2. tward291 (Posts: 559; Member since: 14 Feb 2012)
the german courts are always quick to bend over for apple
3. baaam (Posts: 61; Member since: 06 Jan 2012)
Is Florian Mueller of FOSS Patents an Apple associate?! DAFAQ?!!
6. taz89 (Posts: 2014; Member since: 03 May 2011)
lol we all know this florian muellar guy is all up apples a**
7. ivanko34 (Posts: 617; Member since: 04 Sep 2011)
what is this secret love story in germany between apple and the german judges ?
8. theBankRobber (Posts: 648; Member since: 22 Sep 2011)
Well time will tell, lets just sit back, grab some popcorn and soda, and wait for the final ruling.
9. Sniggly (Posts: 7131; Member since: 05 Dec 2009)
Florian's a hysterical idiot.
And it sounds like FRAND is a stupid set of laws. What's the point of recognizing that Motorola or anyone has patents if they can't be enforced at all?
10. Scott_H (Posts: 167; Member since: 28 Oct 2011)
The idea is it's a trade off - when a standards body declares your patent essential to that standard, then by default everyone has to license it from you (because you can't say, make a phone call if you don't have the patents that make it possible). So you get to make a lot of money. The flip side is that you agree to not use that position as a weapon against competitors; basically you are gaining lots of revenue in exchange for promising to not abuse the need for that patent with lawsuits.
Which doesn't mean Motorola can't sue and win - Apple already lost the first round because the court deemed Apple's payment offer to not be a fair offer to Motorola - but in essence the whole thing is a court-ordered negotiation to find out what IS fair to pay to license the patent, so the appeals court thought that letting Motorola keep an injunction during the appeals process would give Motorola more leverage than FRAND rules are supposed to allow.
If Apple continues to refuse to pony up for an amount the court deems fair then they'll still lose their ability to sell the products eventually. But you are right that FRAND patents really aren't nearly as useful for lawsuits - that's the point (for better or worse) of participating in a standards body.
11. Sniggly (Posts: 7131; Member since: 05 Dec 2009)
Okay, that makes a lot more sense then. I still think that if Apple wants to play the "we aren't going to pay" card then they should still be under injunction.
Either way, though, it sounds like Germany has a dysfunctional and inconsistent court system.

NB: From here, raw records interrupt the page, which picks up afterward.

//! Core types for raffle sheet rendering

use std::fmt;
use std::ops::Range;

use super::CARDS_PER_PAGE;

/// Everything printed on the tickets, as submitted by the caller.
///
/// Shared read-only with every rendering unit; nothing mutates it once a
/// dispatch has started.
#[derive(Clone, Debug, Default, PartialEq, Eq)]
pub struct RaffleDetails {
    /// Number of pages to generate (five tickets each)
    pub quantity: u32,
    pub organization_name: String,
    pub raffle_name: String,
    pub first_prize: String,
    pub second_prize: String,
    pub third_prize: String,
    pub price: String,
    /// Raw PNG bytes of the organizer logo
    pub logo: Vec<u8>,
}

impl RaffleDetails {
    /// Total tickets the whole document will carry
    #[must_use]
    pub fn ticket_total(&self) -> u64 {
        u64::from(self.quantity) * CARDS_PER_PAGE as u64
    }

    /// The page range covering the entire document
    #[must_use]
    pub fn full_range(&self) -> PageRange {
        PageRange::new(0, self.quantity as usize)
    }
}

/// Half-open range of page indices owned by one rendering unit.
#[derive(Clone, Copy, Debug, PartialEq, Eq, Hash)]
pub struct PageRange {
    pub start: usize,
    pub end: usize,
}

impl PageRange {
    /// Create a range; an inverted range collapses to an empty one at `start`.
    #[must_use]
    pub const fn new(start: usize, end: usize) -> Self {
        if end < start {
            Self { start, end: start }
        } else {
            Self { start, end }
        }
    }

    #[must_use]
    pub const fn len(&self) -> usize {
        self.end - self.start
    }

    #[must_use]
    pub const fn is_empty(&self) -> bool {
        self.start == self.end
    }

    /// Ticket number printed on the first card of the range
    #[must_use]
    pub const fn first_ticket(&self) -> TicketNumber {
        TicketNumber((self.start * CARDS_PER_PAGE) as u64 + 1)
    }

    /// Number of tickets the range renders
    #[must_use]
    pub const fn ticket_count(&self) -> u64 {
        (self.len() * CARDS_PER_PAGE) as u64
    }

    #[must_use]
    pub fn pages(&self) -> Range<usize> {
        self.start..self.end
    }
}

impl fmt::Display for PageRange {
    fn fmt(&self, f: &mut fmt::Formatter<'_>) -> fmt::Result {
        write!(f, "[{}, {})", self.start, self.end)
    }
}

/// Global 1-based ticket number.
///
/// Displays zero-padded to three digits; larger numbers print in full.
#[derive(Clone, Copy, Debug, PartialEq, Eq, PartialOrd, Ord, Hash)]
pub struct TicketNumber(pub u64);

impl TicketNumber {
    #[must_use]
    pub const fn get(self) -> u64 {
        self.0
    }
}

impl fmt::Display for TicketNumber {
    fn fmt(&self, f: &mut fmt::Formatter<'_>) -> fmt::Result {
        write!(f, "{:03}", self.0)
    }
}

/// Running ticket sequence for one rendering unit
#[derive(Debug)]
pub struct TicketCounter {
    next: u64,
}

impl TicketCounter {
    /// Counter whose first number matches the start of `range`
    #[must_use]
    pub const fn for_range(range: &PageRange) -> Self {
        Self {
            next: range.first_ticket().0,
        }
    }

    /// Hand out the next number
    pub fn advance(&mut self) -> TicketNumber {
        let current = TicketNumber(self.next);
        self.next += 1;
        current
    }
}

/// Losslessly encoded page raster, ready for embedding.
#[derive(Clone)]
pub struct PageImage {
    /// PNG stream (8-bit RGB)
    pub png: Vec<u8>,
    pub width_px: u32,
    pub height_px: u32,
}

impl fmt::Debug for PageImage {
    fn fmt(&self, f: &mut fmt::Formatter<'_>) -> fmt::Result {
        f.debug_struct("PageImage")
            .field("png_len", &self.png.len())
            .field("width_px", &self.width_px)
            .field("height_px", &self.height_px)
            .finish()
    }
}

/// One finished page: its image and the tickets printed on it
#[derive(Clone, Debug)]
pub struct RenderedPage {
    /// Page index within the document (0-indexed)
    pub index: usize,
    pub image: PageImage,
    pub tickets: [TicketNumber; CARDS_PER_PAGE],
}

impl RenderedPage {
    #[must_use]
    pub fn summary(&self) -> PageSummary {
        PageSummary {
            index: self.index,
            first_ticket: self.tickets[0],
            last_ticket: self.tickets[CARDS_PER_PAGE - 1],
        }
    }
}

/// Bookkeeping kept for every page of an assembled document
#[derive(Clone, Copy, Debug, PartialEq, Eq)]
pub struct PageSummary {
    pub index: usize,
    pub first_ticket: TicketNumber,
    pub last_ticket: TicketNumber,
}

/// Output of one rendering unit, keyed by worker ordinal
#[derive(Debug)]
pub struct WorkerResult {
    pub index: usize,
    pub pages: Vec<RenderedPage>,
}

/// The serialized document plus what ended up on each page
#[derive(Clone)]
pub struct OutputDocument {
    pub bytes: Vec<u8>,
    pub pages: Vec<PageSummary>,
}

impl OutputDocument {
    #[must_use]
    pub fn page_count(&self) -> usize {
        self.pages.len()
    }

    /// Every ticket number in document order
    pub fn tickets(&self) -> impl Iterator<Item = TicketNumber> + '_ {
        self.pages
            .iter()
            .flat_map(|p| (p.first_ticket.0..=p.last_ticket.0).map(TicketNumber))
    }
}

impl fmt::Debug for OutputDocument {
    fn fmt(&self, f: &mut fmt::Formatter<'_>) -> fmt::Result {
        f.debug_struct("OutputDocument")
            .field("bytes_len", &self.bytes.len())
            .field("page_count", &self.pages.len())
            .finish()
    }
}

15. DigitalJedi_X2 (banned) (Posts: 346; Member since: 30 Jan 2012)
Is FRAND even legally enforceable? To my understanding FRAND was akin to a handshake by the OEM's, not something that is contractually obligated. I could be wrong though. If so, someone please let me know.

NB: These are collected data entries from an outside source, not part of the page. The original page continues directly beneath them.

pub mod test_helpers {
    use std::io::Cursor;

    use image::{DynamicImage, ImageFormat, Rgb, RgbImage, Rgba, RgbaImage};

    use crate::sheet::{
        CardOptions, Logo, PageImage, Point, RaffleDetails, Rect, RenderConfig, Surface, TextStyle,
    };

    /// One call made against a [`RecordingSurface`]
    #[derive(Clone, Debug, PartialEq)]
    pub enum DrawOp {
        Clear,
        Rect(Rect),
        Circle { center: Point, radius: f32 },
        Text {
            text: String,
            at: Point,
            style: TextStyle,
        },
        Image { dest: Rect },
    }

    /// Surface that records drawing calls instead of rasterizing them.
    ///
    /// Text measures `CHAR_WIDTH` per character so layout math is predictable.
    #[derive(Debug, Default)]
    pub struct RecordingSurface {
        pub ops: Vec<DrawOp>,
    }

    impl RecordingSurface {
        pub const CHAR_WIDTH: f32 = 10.0;

        pub fn new() -> Self {
            Self::default()
        }

        pub fn rects(&self) -> Vec<Rect> {
            self.ops
                .iter()
                .filter_map(|op| match op {
                    DrawOp::Rect(rect) => Some(*rect),
                    _ => None,
                })
                .collect()
        }

        pub fn circles(&self) -> Vec<(Point, f32)> {
            self.ops
                .iter()
                .filter_map(|op| match op {
                    DrawOp::Circle { center, radius } => Some((*center, *radius)),
                    _ => None,
                })
                .collect()
        }

        /// Text runs in drawing order
        pub fn texts(&self) -> Vec<String> {
            self.text_ops().into_iter().map(|(text, _, _)| text).collect()
        }

        pub fn text_ops(&self) -> Vec<(String, Point, TextStyle)> {
            self.ops
                .iter()
                .filter_map(|op| match op {
                    DrawOp::Text { text, at, style } => Some((text.clone(), *at, *style)),
                    _ => None,
                })
                .collect()
        }
    }

    impl Surface for RecordingSurface {
        fn clear(&mut self) {
            self.ops.push(DrawOp::Clear);
        }

        fn stroke_rect(&mut self, rect: Rect) {
            self.ops.push(DrawOp::Rect(rect));
        }

        fn stroke_circle(&mut self, center: Point, radius: f32) {
            self.ops.push(DrawOp::Circle { center, radius });
        }

        fn fill_text(&mut self, text: &str, at: Point, style: &TextStyle) {
            self.ops.push(DrawOp::Text {
                text: text.to_string(),
                at,
                style: *style,
            });
        }

        fn measure_text(&mut self, text: &str, _style: &TextStyle) -> f32 {
            text.chars().count() as f32 * Self::CHAR_WIDTH
        }

        fn draw_image(&mut self, _image: &Logo, dest: Rect) {
            self.ops.push(DrawOp::Image { dest });
        }
    }

    fn encode(image: DynamicImage) -> Vec<u8> {
        let mut bytes = Vec::new();
        image
            .write_to(&mut Cursor::new(&mut bytes), ImageFormat::Png)
            .expect("in-memory PNG encoding");
        bytes
    }

    /// Small two-tone RGBA logo
    pub fn sample_logo_png() -> Vec<u8> {
        let img = RgbaImage::from_fn(16, 16, |x, y| {
            if (x + y) % 2 == 0 {
                Rgba([20, 60, 160, 255])
            } else {
                Rgba([240, 200, 40, 255])
            }
        });
        encode(DynamicImage::ImageRgba8(img))
    }

    pub fn sample_logo() -> Logo {
        Logo::decode(&sample_logo_png(), 70, 70).expect("sample logo decodes")
    }

    /// RGBA PNG of the given size
    pub fn rgba_png(width: u32, height: u32) -> Vec<u8> {
        let img = RgbaImage::from_pixel(width, height, Rgba([10, 20, 30, 128]));
        encode(DynamicImage::ImageRgba8(img))
    }

    /// A tiny 8-bit RGB page raster
    pub fn sample_page_image() -> PageImage {
        let (width, height) = (6, 8);
        let img = RgbImage::from_fn(width, height, |x, _| Rgb([255, (x * 40) as u8, 0]));
        PageImage {
            png: encode(DynamicImage::ImageRgb8(img)),
            width_px: width,
            height_px: height,
        }
    }

    /// "Club X" raffle with prizes A/B/C at "$10"
    pub fn sample_details(quantity: u32) -> RaffleDetails {
        RaffleDetails {
            quantity,
            organization_name: "Club X".to_string(),
            raffle_name: "Rifa Anual".to_string(),
            first_prize: "A".to_string(),
            second_prize: "B".to_string(),
            third_prize: "C".to_string(),
            price: "$10".to_string(),
            logo: sample_logo_png(),
        }
    }

    /// Render settings that keep page rasters at 149×211 pixels
    pub fn low_dpi_config() -> RenderConfig {
        RenderConfig {
            dpi: 24.0,
            card: CardOptions::default(),
            ..RenderConfig::default()
        }
    }
}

And as to Florian, EVERYONE knows he's nothing more than iZ0mbie of the highest order. He's nothing more than a crackpot with a blog as far as I'm concerned. He's definitely either on the CR@pple payroll or a major stockholder. He also has an irrational hatred of Google.
16. ENIGMA (Posts: 81; Member since: 17 Feb 2012)
has apple bribed the court its still in apples favour even there guilty or the german system is bogus
17. roscuthiii (Posts: 1847; Member since: 18 Jul 2010)
Anyone follow the German court's judges around? If they're using iPhones, iPads, iPod Touches, or Macs in their personal lives... well, they may just be a bit biased.
Not saying that they are, just the possibility of it.